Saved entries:
▬▬▬▬▬▬

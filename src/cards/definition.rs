//! Card templates - static card data.
//!
//! `CardTemplate` holds the immutable properties of a card: its type, the
//! scale needed to play it, its printed durability and the trigger table
//! mapping each `TriggerKind` to an ordered list of effect descriptors.
//!
//! Instance-specific data (current durability, location) is stored
//! separately in `CardInstance`.

use std::collections::BTreeMap;

use serde::{Deserialize, Serialize};

use crate::effects::EffectDescriptor;
use crate::triggers::TriggerKind;

/// The three card types.
///
/// Card data may use the English tags or the Japanese names of the
/// original game.
#[derive(Clone, Copy, Debug, PartialEq, Eq, PartialOrd, Ord, Hash, Serialize, Deserialize)]
pub enum CardType {
    /// Field-resident cards with durability.
    #[serde(rename = "WEALTH", alias = "財")]
    Wealth,
    /// Occupies the single ideology slot.
    #[serde(rename = "IDEOLOGY", alias = "イデオロギー")]
    Ideology,
    /// Resolves once and goes to discard.
    #[serde(rename = "EVENT", alias = "事象")]
    Event,
}

impl CardType {
    /// Whether cards of this type stay in play after being played.
    #[must_use]
    pub const fn is_permanent(self) -> bool {
        matches!(self, CardType::Wealth | CardType::Ideology)
    }
}

impl std::fmt::Display for CardType {
    fn fmt(&self, f: &mut std::fmt::Formatter<'_>) -> std::fmt::Result {
        let label = match self {
            CardType::Wealth => "WEALTH",
            CardType::Ideology => "IDEOLOGY",
            CardType::Event => "EVENT",
        };
        f.write_str(label)
    }
}

/// Static card template.
///
/// ## Example
///
/// ```
/// use ideology_ccg::cards::{CardTemplate, CardType};
///
/// let farm = CardTemplate::new("農場", CardType::Wealth)
///     .with_required_scale(2)
///     .with_durability(3);
///
/// assert_eq!(farm.required_scale, 2);
/// assert_eq!(farm.durability, Some(3));
/// assert!(farm.triggers.is_empty());
/// ```
#[derive(Clone, Debug, PartialEq, Serialize, Deserialize)]
pub struct CardTemplate {
    pub name: String,
    pub card_type: CardType,

    #[serde(default)]
    pub required_scale: i32,

    /// Printed durability. Wealth cards must have one.
    #[serde(default)]
    pub durability: Option<i32>,

    #[serde(default)]
    pub description: String,

    #[serde(default)]
    pub triggers: BTreeMap<TriggerKind, Vec<EffectDescriptor>>,

    // === Flags ===
    /// Created by effects rather than built into decks.
    #[serde(default)]
    pub is_token: bool,

    /// Field durability counts toward effective scale, and the card keeps
    /// its durability when it returns to hand.
    #[serde(default)]
    pub scale_token: bool,

    /// Card types the owner may not play while this card is their ideology.
    #[serde(default)]
    pub bans: Vec<CardType>,

    /// Broadcast triggers also fire while the card is in its owner's hand.
    #[serde(default)]
    pub reacts_from_hand: bool,

    /// An event that stays in `resolving` instead of going to discard.
    #[serde(default)]
    pub persists_after_play: bool,
}

impl CardTemplate {
    /// Create a template with no triggers.
    #[must_use]
    pub fn new(name: impl Into<String>, card_type: CardType) -> Self {
        Self {
            name: name.into(),
            card_type,
            required_scale: 0,
            durability: None,
            description: String::new(),
            triggers: BTreeMap::new(),
            is_token: false,
            scale_token: false,
            bans: Vec::new(),
            reacts_from_hand: false,
            persists_after_play: false,
        }
    }

    #[must_use]
    pub fn with_required_scale(mut self, scale: i32) -> Self {
        self.required_scale = scale;
        self
    }

    #[must_use]
    pub fn with_durability(mut self, durability: i32) -> Self {
        self.durability = Some(durability);
        self
    }

    /// Append descriptors to a trigger's list.
    #[must_use]
    pub fn with_trigger(
        mut self,
        kind: TriggerKind,
        effects: impl IntoIterator<Item = EffectDescriptor>,
    ) -> Self {
        self.triggers.entry(kind).or_default().extend(effects);
        self
    }

    #[must_use]
    pub fn as_token(mut self) -> Self {
        self.is_token = true;
        self
    }

    #[must_use]
    pub fn with_ban(mut self, card_type: CardType) -> Self {
        self.bans.push(card_type);
        self
    }

    /// Descriptors declared for a trigger kind.
    #[must_use]
    pub fn effects_for(&self, kind: TriggerKind) -> &[EffectDescriptor] {
        self.triggers.get(&kind).map_or(&[], Vec::as_slice)
    }

    /// Printed durability, or 0 for cards without one.
    #[must_use]
    pub fn base_durability(&self) -> i32 {
        self.durability.unwrap_or(0)
    }
}

#[cfg(test)]
mod tests {
    use super::*;

    #[test]
    fn test_card_type_accepts_japanese_names() {
        let wealth: CardType = serde_json::from_str("\"財\"").unwrap();
        let ideology: CardType = serde_json::from_str("\"イデオロギー\"").unwrap();
        let event: CardType = serde_json::from_str("\"EVENT\"").unwrap();

        assert_eq!(wealth, CardType::Wealth);
        assert_eq!(ideology, CardType::Ideology);
        assert_eq!(event, CardType::Event);
        assert_eq!(serde_json::to_string(&CardType::Wealth).unwrap(), "\"WEALTH\"");
    }

    #[test]
    fn test_template_defaults_from_json() {
        let template: CardTemplate =
            serde_json::from_str(r#"{"name": "x", "card_type": "EVENT"}"#).unwrap();

        assert_eq!(template.required_scale, 0);
        assert!(template.durability.is_none());
        assert!(template.bans.is_empty());
        assert!(template.effects_for(TriggerKind::PlayEventThis).is_empty());
    }

    #[test]
    fn test_template_builder() {
        let template = CardTemplate::new("原始共産制", CardType::Ideology)
            .with_ban(CardType::Wealth)
            .with_required_scale(4);

        assert_eq!(template.bans, vec![CardType::Wealth]);
        assert_eq!(template.base_durability(), 0);
        assert!(CardType::Ideology.is_permanent());
        assert!(!CardType::Event.is_permanent());
    }
}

▬▬▬▬▬▬

WORK TO BE COMPLETED: All of the data above should be reproduced exactly, with nothing left out.

EXERCISE SOLUTION:
filename src/cards/definition.rs
//! Card templates - static card data.
//!
//! `CardTemplate` holds the immutable properties of a card: its type, the
//! scale needed to play it, its printed durability and the trigger table
//! mapping each `TriggerKind` to an ordered list of effect descriptors.
//!
//! Instance-specific data (current durability, location) is stored
//! separately in `CardInstance`.

use std::collections::BTreeMap;

use serde::{Deserialize, Serialize};

use crate::effects::EffectDescriptor;
use crate::triggers::TriggerKind;

/// The three card types.
///
/// Card data may use the English tags or the Japanese names of the
/// original game.
#[derive(Clone, Copy, Debug, PartialEq, Eq, PartialOrd, Ord, Hash, Serialize, Deserialize)]
pub enum CardType {
    /// Field-resident cards with durability.
    #[serde(rename = "WEALTH", alias = "財")]
    Wealth,
    /// Occupies the single ideology slot.
    #[serde(rename = "IDEOLOGY", alias = "イデオロギー")]
    Ideology,
    /// Resolves once and goes to discard.
    #[serde(rename = "EVENT", alias = "事象")]
    Event,
}

impl CardType {
    /// Whether cards of this type stay in play after being played.
    #[must_use]
    pub const fn is_permanent(self) -> bool {
        matches!(self, CardType::Wealth | CardType::Ideology)
    }
}

impl std::fmt::Display for CardType {
    fn fmt(&self, f: &mut std::fmt::Formatter<'_>) -> std::fmt::Result {
        let label = match self {
            CardType::Wealth => "WEALTH",
            CardType::Ideology => "IDEOLOGY",
            CardType::Event => "EVENT",
        };
        f.write_str(label)
    }
}

/// Static card template.
///
/// ## Example
///
/// ```
/// use ideology_ccg::cards::{CardTemplate, CardType};
///
/// let farm = CardTemplate::new("農場", CardType::Wealth)
///     .with_required_scale(2)
///     .with_durability(3);
///
/// assert_eq!(farm.required_scale, 2);
/// assert_eq!(farm.durability, Some(3));
/// assert!(farm.triggers.is_empty());
/// ```
#[derive(Clone, Debug, PartialEq, Serialize, Deserialize)]
pub struct CardTemplate {
    pub name: String,
    pub card_type: CardType,

    #[serde(default)]
    pub required_scale: i32,

    /// Printed durability. Wealth cards must have one.
    #[serde(default)]
    pub durability: Option<i32>,

    #[serde(default)]
    pub description: String,

    #[serde(default)]
    pub triggers: BTreeMap<TriggerKind, Vec<EffectDescriptor>>,

    // === Flags ===
    /// Created by effects rather than built into decks.
    #[serde(default)]
    pub is_token: bool,

    /// Field durability counts toward effective scale, and the card keeps
    /// its durability when it returns to hand.
    #[serde(default)]
    pub scale_token: bool,

    /// Card types the owner may not play while this card is their ideology.
    #[serde(default)]
    pub bans: Vec<CardType>,

    /// Broadcast triggers also fire while the card is in its owner's hand.
    #[serde(default)]
    pub reacts_from_hand: bool,

    /// An event that stays in `resolving` instead of going to discard.
    #[serde(default)]
    pub persists_after_play: bool,
}

impl CardTemplate {
    /// Create a template with no triggers.
    #[must_use]
    pub fn new(name: impl Into<String>, card_type: CardType) -> Self {
        Self {
            name: name.into(),
            card_type,
            required_scale: 0,
            durability: None,
            description: String::new(),
            triggers: BTreeMap::new(),
            is_token: false,
            scale_token: false,
            bans: Vec::new(),
            reacts_from_hand: false,
            persists_after_play: false,
        }
    }

    #[must_use]
    pub fn with_required_scale(mut self, scale: i32) -> Self {
        self.required_scale = scale;
        self
    }

    #[must_use]
    pub fn with_durability(mut self, durability: i32) -> Self {
        self.durability = Some(durability);
        self
    }

    /// Append descriptors to a trigger's list.
    #[must_use]
    pub fn with_trigger(
        mut self,
        kind: TriggerKind,
        effects: impl IntoIterator<Item = EffectDescriptor>,
    ) -> Self {
        self.triggers.entry(kind).or_default().extend(effects);
        self
    }

    #[must_use]
    pub fn as_token(mut self) -> Self {
        self.is_token = true;
        self
    }

    #[must_use]
    pub fn with_ban(mut self, card_type: CardType) -> Self {
        self.bans.push(card_type);
        self
    }

    /// Descriptors declared for a trigger kind.
    #[must_use]
    pub fn effects_for(&self, kind: TriggerKind) -> &[EffectDescriptor] {
        self.triggers.get(&kind).map_or(&[], Vec::as_slice)
    }

    /// Printed durability, or 0 for cards without one.
    #[must_use]
    pub fn base_durability(&self) -> i32 {
        self.durability.unwrap_or(0)
    }
}

#[cfg(test)]
mod tests {
    use super::*;

    #[test]
    fn test_card_type_accepts_japanese_names() {
        let wealth: CardType = serde_json::from_str("\"財\"").unwrap();
        let ideology: CardType = serde_json::from_str("\"イデオロギー\"").unwrap();
        let event: CardType = serde_json::from_str("\"EVENT\"").unwrap();

        assert_eq!(wealth, CardType::Wealth);
        assert_eq!(ideology, CardType::Ideology);
        assert_eq!(event, CardType::Event);
        assert_eq!(serde_json::to_string(&CardType::Wealth).unwrap(), "\"WEALTH\"");
    }

    #[test]
    fn test_template_defaults_from_json() {
        let template: CardTemplate =
            serde_json::from_str(r#"{"name": "x", "card_type": "EVENT"}"#).unwrap();

        assert_eq!(template.required_scale, 0);
        assert!(template.durability.is_none());
        assert!(template.bans.is_empty());
        assert!(template.effects_for(TriggerKind::PlayEventThis).is_empty());
    }

    #[test]
    fn test_template_builder() {
        let template = CardTemplate::new("原始共産制", CardType::Ideology)
            .with_ban(CardType::Wealth)
            .with_required_scale(4);

        assert_eq!(template.bans, vec![CardType::Wealth]);
        assert_eq!(template.base_durability(), 0);
        assert!(CardType::Ideology.is_permanent());
        assert!(!CardType::Event.is_permanent());
    }
}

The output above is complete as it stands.